::: Given data

//! In-memory vector index
//!
//! Brute-force cosine similarity over every stored vector. The probe
//! envelope yields a handful of chunks, so nothing smarter is needed.

use pb_core::{Error, Result};
use serde::Serialize;

use crate::chunker::Chunk;

/// A search hit
#[derive(Debug, Clone, PartialEq, Serialize)]
pub struct ScoredChunk {
    pub chunk: Chunk,
    pub score: f32,
}

/// Vector index over chunks
pub trait VectorStore: Send + Sync {
    /// Add chunks with their embeddings (same length, same order).
    fn add(&mut self, chunks: Vec<Chunk>, embeddings: Vec<Vec<f32>>) -> Result<()>;

    /// The `k` chunks most similar to `query`, best first.
    fn search(&self, query: &[f32], k: usize) -> Result<Vec<ScoredChunk>>;

    fn len(&self) -> usize;

    fn is_empty(&self) -> bool {
        self.len() == 0
    }

    fn clear(&mut self);
}

#[derive(Debug, Clone)]
struct Entry {
    chunk: Chunk,
    embedding: Vec<f32>,
    norm: f32,
}

#[derive(Debug, Default, Clone)]
pub struct InMemoryVectorStore {
    entries: Vec<Entry>,
    dimension: Option<usize>,
}

impl InMemoryVectorStore {
    pub fn new() -> Self {
        Self::default()
    }

    pub fn dimension(&self) -> Option<usize> {
        self.dimension
    }
}

fn check_dimension(expected: Option<usize>, len: usize) -> Result<()> {
    if len == 0 {
        return Err(Error::vector_index("embedding vector is empty"));
    }
    match expected {
        Some(dim) if dim != len => Err(Error::vector_index(format!(
            "embedding has {} dimensions, index expects {}",
            len, dim
        ))),
        _ => Ok(()),
    }
}

impl VectorStore for InMemoryVectorStore {
    fn add(&mut self, chunks: Vec<Chunk>, embeddings: Vec<Vec<f32>>) -> Result<()> {
        if chunks.len() != embeddings.len() {
            return Err(Error::vector_index(format!(
                "{} chunks but {} embeddings",
                chunks.len(),
                embeddings.len()
            )));
        }

        // Validate the whole batch before touching the index
        let dimension = self.dimension.or_else(|| embeddings.first().map(Vec::len));
        for embedding in &embeddings {
            check_dimension(dimension, embedding.len())?;
        }

        self.dimension = dimension;
        self.entries.extend(
            chunks
                .into_iter()
                .zip(embeddings)
                .map(|(chunk, embedding)| Entry {
                    norm: norm(&embedding),
                    chunk,
                    embedding,
                }),
        );
        Ok(())
    }

    fn search(&self, query: &[f32], k: usize) -> Result<Vec<ScoredChunk>> {
        if self.entries.is_empty() || k == 0 {
            return Ok(Vec::new());
        }
        check_dimension(self.dimension, query.len())?;

        let query_norm = norm(query);
        let mut scored: Vec<(usize, f32)> = self
            .entries
            .iter()
            .enumerate()
            .map(|(i, e)| (i, cosine(query, query_norm, &e.embedding, e.norm)))
            .collect();

        // Stable sort: equal scores keep insertion order
        scored.sort_by(|a, b| b.1.total_cmp(&a.1));

        Ok(scored
            .into_iter()
            .take(k)
            .map(|(i, score)| ScoredChunk {
                chunk: self.entries[i].chunk.clone(),
                score,
            })
            .collect())
    }

    fn len(&self) -> usize {
        self.entries.len()
    }

    fn clear(&mut self) {
        self.entries.clear();
        self.dimension = None;
    }
}

fn norm(v: &[f32]) -> f32 {
    v.iter().map(|x| x * x).sum::<f32>().sqrt()
}

/// Zero vectors score 0 against everything.
fn cosine(a: &[f32], a_norm: f32, b: &[f32], b_norm: f32) -> f32 {
    if a_norm == 0.0 || b_norm == 0.0 {
        return 0.0;
    }
    let dot: f32 = a.iter().zip(b).map(|(x, y)| x * y).sum();
    dot / (a_norm * b_norm)
}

::::::

• [Task details] Each record shown above must be reproduced exactly.

• [Result]
//! In-memory vector index
//!
//! Brute-force cosine similarity over every stored vector. The probe
//! envelope yields a handful of chunks, so nothing smarter is needed.

use pb_core::{Error, Result};
use serde::Serialize;

use crate::chunker::Chunk;

/// A search hit
#[derive(Debug, Clone, PartialEq, Serialize)]
pub struct ScoredChunk {
    pub chunk: Chunk,
    pub score: f32,
}

/// Vector index over chunks
pub trait VectorStore: Send + Sync {
    /// Add chunks with their embeddings (same length, same order).
    fn add(&mut self, chunks: Vec<Chunk>, embeddings: Vec<Vec<f32>>) -> Result<()>;

    /// The `k` chunks most similar to `query`, best first.
    fn search(&self, query: &[f32], k: usize) -> Result<Vec<ScoredChunk>>;

    fn len(&self) -> usize;

    fn is_empty(&self) -> bool {
        self.len() == 0
    }

    fn clear(&mut self);
}

#[derive(Debug, Clone)]
struct Entry {
    chunk: Chunk,
    embedding: Vec<f32>,
    norm: f32,
}

#[derive(Debug, Default, Clone)]
pub struct InMemoryVectorStore {
    entries: Vec<Entry>,
    dimension: Option<usize>,
}

impl InMemoryVectorStore {
    pub fn new() -> Self {
        Self::default()
    }

    pub fn dimension(&self) -> Option<usize> {
        self.dimension
    }
}

fn check_dimension(expected: Option<usize>, len: usize) -> Result<()> {
    if len == 0 {
        return Err(Error::vector_index("embedding vector is empty"));
    }
    match expected {
        Some(dim) if dim != len => Err(Error::vector_index(format!(
            "embedding has {} dimensions, index expects {}",
            len, dim
        ))),
        _ => Ok(()),
    }
}

impl VectorStore for InMemoryVectorStore {
    fn add(&mut self, chunks: Vec<Chunk>, embeddings: Vec<Vec<f32>>) -> Result<()> {
        if chunks.len() != embeddings.len() {
            return Err(Error::vector_index(format!(
                "{} chunks but {} embeddings",
                chunks.len(),
                embeddings.len()
            )));
        }

        // Validate the whole batch before touching the index
        let dimension = self.dimension.or_else(|| embeddings.first().map(Vec::len));
        for embedding in &embeddings {
            check_dimension(dimension, embedding.len())?;
        }

        self.dimension = dimension;
        self.entries.extend(
            chunks
                .into_iter()
                .zip(embeddings)
                .map(|(chunk, embedding)| Entry {
                    norm: norm(&embedding),
                    chunk,
                    embedding,
                }),
        );
        Ok(())
    }

    fn search(&self, query: &[f32], k: usize) -> Result<Vec<ScoredChunk>> {
        if self.entries.is_empty() || k == 0 {
            return Ok(Vec::new());
        }
        check_dimension(self.dimension, query.len())?;

        let query_norm = norm(query);
        let mut scored: Vec<(usize, f32)> = self
            .entries
            .iter()
            .enumerate()
            .map(|(i, e)| (i, cosine(query, query_norm, &e.embedding, e.norm)))
            .collect();

        // Stable sort: equal scores keep insertion order
        scored.sort_by(|a, b| b.1.total_cmp(&a.1));

        Ok(scored
            .into_iter()
            .take(k)
            .map(|(i, score)| ScoredChunk {
                chunk: self.entries[i].chunk.clone(),
                score,
            })
            .collect())
    }

    fn len(&self) -> usize {
        self.entries.len()
    }

    fn clear(&mut self) {
        self.entries.clear();
        self.dimension = None;
    }
}

fn norm(v: &[f32]) -> f32 {
    v.iter().map(|x| x * x).sum::<f32>().sqrt()
}

/// Zero vectors score 0 against everything.
fn cosine(a: &[f32], a_norm: f32, b: &[f32], b_norm: f32) -> f32 {
    if a_norm == 0.0 || b_norm == 0.0 {
        return 0.0;
    }
    let dot: f32 = a.iter().zip(b).map(|(x, y)| x * y).sum();
    dot / (a_norm * b_norm)
}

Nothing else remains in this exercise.